The main limitation in this study is the absence of a control group to compare the results found in SS patients. Moreover, the sample population for future studies should be further increased to validate this study’s findings. We believe future cohort studies should consider the assessment of other questionnaires, including SSI,10 in addition to increasing the sample size to validate the results found in the present study. Moreover, future studies should consider assessing systemic symptom questionnaires similar to PROFAD.30
This study provided a comparison between three tools used in the assessment of xerostomia in SS patients. The newly developed CODS is associated with stimulated salivary flow tests (ie, SWS and SPF). XI is not correlated with any objective hyposalivation tests.

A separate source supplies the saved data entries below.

use anyhow::{Context, Result};
use clap::Args;

use crate::commands::{ClientArgs, read_prompt};
use crate::rchain::structured::AnswerWithJustification;

#[derive(Debug, Args, Clone)]
pub struct StructuredArgs {
    /// Question to answer. Read from stdin when omitted.
    pub prompt: Option<String>,
    #[command(flatten)]
    pub client: ClientArgs,
    #[arg(long)]
    pub blocking: bool,
    /// Print the answer and justification as JSON.
    #[arg(long)]
    pub json: bool,
}

pub async fn run(args: StructuredArgs) -> Result<()> {
    let prompt = read_prompt(args.prompt)?;
    let structured = args
        .client
        .client()?
        .with_structured_output::<AnswerWithJustification>();

    let answer = if args.blocking {
        tokio::task::spawn_blocking(move || structured.invoke(prompt))
            .await
            .context("blocking call panicked")??
    } else {
        structured.ainvoke(prompt).await?
    };

    if args.json {
        println!("{}", serde_json::to_string(&answer)?);
    } else {
        println!("answer: {}", answer.answer);
        println!("justification: {}", answer.justification);
    }
    Ok(())
}
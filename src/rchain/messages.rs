use std::fmt;
use std::str::FromStr;

use serde::{Deserialize, Serialize};

use crate::rchain::tools::ToolCall;

/// Supported role values in chat requests.
#[derive(Debug, Clone, Copy, PartialEq, Eq, Serialize, Deserialize)]
#[serde(rename_all = "lowercase")]
pub enum Role {
    /// System instructions.
    System,
    /// Human/user role.
    User,
    /// Assistant role.
    Assistant,
    /// Tool result role.
    Tool,
}

impl Role {
    pub fn as_str(self) -> &'static str {
        match self {
            Self::System => "system",
            Self::User => "user",
            Self::Assistant => "assistant",
            Self::Tool => "tool",
        }
    }
}

impl fmt::Display for Role {
    fn fmt(&self, f: &mut fmt::Formatter<'_>) -> fmt::Result {
        f.write_str(self.as_str())
    }
}

impl FromStr for Role {
    type Err = String;

    /// Accepts the wire names plus the `human`/`ai` aliases used in chat templates.
    fn from_str(value: &str) -> Result<Self, Self::Err> {
        match value.trim().to_ascii_lowercase().as_str() {
            "system" => Ok(Self::System),
            "user" | "human" => Ok(Self::User),
            "assistant" | "ai" => Ok(Self::Assistant),
            "tool" => Ok(Self::Tool),
            other => Err(other.to_string()),
        }
    }
}

/// One role-tagged message in a chat-completions request.
#[derive(Debug, Clone, PartialEq, Serialize)]
pub struct ChatMessage {
    pub role: Role,
    pub content: String,
    #[serde(skip_serializing_if = "Option::is_none")]
    pub tool_call_id: Option<String>,
    #[serde(skip_serializing_if = "Vec::is_empty")]
    pub tool_calls: Vec<ToolCall>,
}

impl ChatMessage {
    pub fn new(role: Role, content: impl Into<String>) -> Self {
        Self {
            role,
            content: content.into(),
            tool_call_id: None,
            tool_calls: Vec::new(),
        }
    }

    pub fn system(content: impl Into<String>) -> Self {
        Self::new(Role::System, content)
    }

    pub fn user(content: impl Into<String>) -> Self {
        Self::new(Role::User, content)
    }

    pub fn assistant(content: impl Into<String>) -> Self {
        Self::new(Role::Assistant, content)
    }

    /// Builds a tool-result message associated with a tool call id.
    pub fn tool_result(tool_call_id: impl Into<String>, content: impl Into<String>) -> Self {
        Self {
            tool_call_id: Some(tool_call_id.into()),
            ..Self::new(Role::Tool, content)
        }
    }
}

/// Ordered list of messages sent in one call. Immutable once built.
#[derive(Debug, Clone, PartialEq, Default, Serialize)]
#[serde(transparent)]
pub struct ChatRequest {
    messages: Vec<ChatMessage>,
}

impl ChatRequest {
    pub fn new(messages: Vec<ChatMessage>) -> Self {
        Self { messages }
    }

    /// Prepends a system message to an existing request.
    pub fn with_system(self, system: impl Into<String>) -> Self {
        let mut messages = Vec::with_capacity(self.messages.len() + 1);
        messages.push(ChatMessage::system(system));
        messages.extend(self.messages);
        Self { messages }
    }

    pub fn messages(&self) -> &[ChatMessage] {
        &self.messages
    }

    pub fn into_messages(self) -> Vec<ChatMessage> {
        self.messages
    }

    pub fn is_empty(&self) -> bool {
        self.messages.is_empty()
    }
}

impl From<&str> for ChatRequest {
    fn from(prompt: &str) -> Self {
        Self::new(vec![ChatMessage::user(prompt)])
    }
}

impl From<String> for ChatRequest {
    fn from(prompt: String) -> Self {
        Self::new(vec![ChatMessage::user(prompt)])
    }
}

impl From<Vec<ChatMessage>> for ChatRequest {
    fn from(messages: Vec<ChatMessage>) -> Self {
        Self::new(messages)
    }
}

impl From<ChatMessage> for ChatRequest {
    fn from(message: ChatMessage) -> Self {
        Self::new(vec![message])
    }
}

#[cfg(test)]
mod tests {
    use super::{ChatMessage, ChatRequest, Role};
    use serde_json::json;

    #[test]
    fn role_aliases_parse() {
        assert_eq!("human".parse::<Role>(), Ok(Role::User));
        assert_eq!("AI".parse::<Role>(), Ok(Role::Assistant));
        assert_eq!(" system ".parse::<Role>(), Ok(Role::System));
        assert_eq!("narrator".parse::<Role>(), Err("narrator".to_string()));
    }

    #[test]
    fn plain_messages_serialize_without_tool_fields() {
        let request = ChatRequest::from("hi").with_system("be brief");
        let value = serde_json::to_value(&request).expect("request should serialize");
        assert_eq!(
            value,
            json!([
                {"role": "system", "content": "be brief"},
                {"role": "user", "content": "hi"}
            ])
        );
    }

    #[test]
    fn tool_result_carries_call_id() {
        let message = ChatMessage::tool_result("call_1", "{}");
        let value = serde_json::to_value(&message).expect("message should serialize");
        assert_eq!(value["role"], "tool");
        assert_eq!(value["tool_call_id"], "call_1");
    }
}
use std::fmt::Write as _;

use owo_colors::OwoColorize;

use crate::eval::metrics::MetricData;
use crate::eval::runner::{EvaluationResult, EvaluationSummary, TestResult};

const RULE: &str = "----------------------------------------";

/// Renders a human-readable report. `colored` toggles ANSI styling.
pub fn render_text(result: &EvaluationResult, colored: bool) -> String {
    let mut out = String::new();
    for test in &result.test_results {
        render_case(&mut out, test, colored);
    }
    render_summary(&mut out, &result.summary(), colored);
    out
}

pub fn render_json(result: &EvaluationResult) -> Result<String, serde_json::Error> {
    serde_json::to_string_pretty(&serde_json::json!({
        "summary": result.summary(),
        "test_results": result.test_results,
    }))
}

fn status(success: bool, colored: bool) -> String {
    match (success, colored) {
        (true, true) => "PASS".green().bold().to_string(),
        (false, true) => "FAIL".red().bold().to_string(),
        (true, false) => "PASS".to_string(),
        (false, false) => "FAIL".to_string(),
    }
}

fn render_case(out: &mut String, test: &TestResult, colored: bool) {
    let title = format!("Test case {}", test.name);
    let _ = writeln!(out, "{RULE}");
    if colored {
        let _ = writeln!(out, "{}  [{}]", title.bold(), status(test.success, true));
    } else {
        let _ = writeln!(out, "{title}  [{}]", status(test.success, false));
    }
    let _ = writeln!(out, "Input: {}", test.case.input);
    let _ = writeln!(out, "Actual output: {}", test.case.actual_output);
    if let Some(expected) = &test.case.expected_output {
        let _ = writeln!(out, "Expected output: {expected}");
    }
    for metric in &test.metrics_data {
        render_metric(out, metric, colored);
    }
}

fn render_metric(out: &mut String, metric: &MetricData, colored: bool) {
    let _ = writeln!(
        out,
        "  {} {}: {:.2}/1.0 (threshold {:.2})",
        status(metric.success, colored),
        metric.name,
        metric.score,
        metric.threshold
    );
    if let Some(reason) = &metric.reason {
        let _ = writeln!(out, "    reason: {reason}");
    }
    if let Some(error) = &metric.error {
        if colored {
            let _ = writeln!(out, "    error: {}", error.yellow());
        } else {
            let _ = writeln!(out, "    error: {error}");
        }
    }
}

fn render_summary(out: &mut String, summary: &EvaluationSummary, colored: bool) {
    let _ = writeln!(out, "{RULE}");
    let heading = "Summary";
    if colored {
        let _ = writeln!(out, "{}", heading.bold());
    } else {
        let _ = writeln!(out, "{heading}");
    }
    let _ = writeln!(out, "  total:         {}", summary.total);
    let _ = writeln!(out, "  passed:        {}", summary.passed);
    let _ = writeln!(out, "  failed:        {}", summary.failed);
    let _ = writeln!(out, "  pass rate:     {:.1}%", summary.pass_rate * 100.0);
    let _ = writeln!(out, "  average score: {:.2}", summary.average_score);
}

#[cfg(test)]
mod tests {
    use super::{render_json, render_text};
    use crate::eval::metrics::{MetricData, ScoreDirection};
    use crate::eval::runner::{EvaluationResult, TestResult};
    use crate::eval::test_case::TestCase;

    fn sample() -> EvaluationResult {
        EvaluationResult {
            test_results: vec![TestResult {
                name: "100001".to_string(),
                success: false,
                case: TestCase::new("1+1=?", "3").expected("2"),
                metrics_data: vec![MetricData {
                    name: "Correctness".to_string(),
                    score: 0.1,
                    threshold: 0.5,
                    direction: ScoreDirection::HigherIsBetter,
                    success: false,
                    reason: Some("1+1 is 2".to_string()),
                    error: None,
                    evaluation_model: "judge".to_string(),
                }],
            }],
        }
    }

    #[test]
    fn plain_report_lists_scores_and_summary() {
        let text = render_text(&sample(), false);
        assert!(text.contains("Test case 100001  [FAIL]"));
        assert!(text.contains("Expected output: 2"));
        assert!(text.contains("FAIL Correctness: 0.10/1.0 (threshold 0.50)"));
        assert!(text.contains("reason: 1+1 is 2"));
        assert!(text.contains("pass rate:     0.0%"));
        assert!(!text.contains('\u{1b}'));
    }

    #[test]
    fn colored_report_uses_ansi_styles() {
        assert!(render_text(&sample(), true).contains('\u{1b}'));
    }

    #[test]
    fn json_report_carries_summary_and_cases() {
        let json: serde_json::Value =
            serde_json::from_str(&render_json(&sample()).expect("serializes")).expect("valid json");
        assert_eq!(json["summary"]["failed"], 1);
        assert_eq!(json["test_results"][0]["name"], "100001");
        assert_eq!(json["test_results"][0]["metrics_data"][0]["direction"], "higher_is_better");
    }
}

Finally, ESSPRI dryness domain is associated with the UWS. This is the first study to compare the three tools together, which will guide prospective researchers in choosing the best tool according to their study aim.
Data sharing statement
Data are available upon request from: Karagozoglu KH, Vissink A, Forouzanfar T, Brand HS, Maarse F, Jager DHJ (2018) Data from: Sialendoscopy enhances salivary gland function in Sjögren’s syndrome: a 6 month follow-up, randomized and controlled, single blind study. Dryad Digital Repository. https://doi.org/10.5061/dryad.r7m1n
The authors report no conflicts of interest in this work.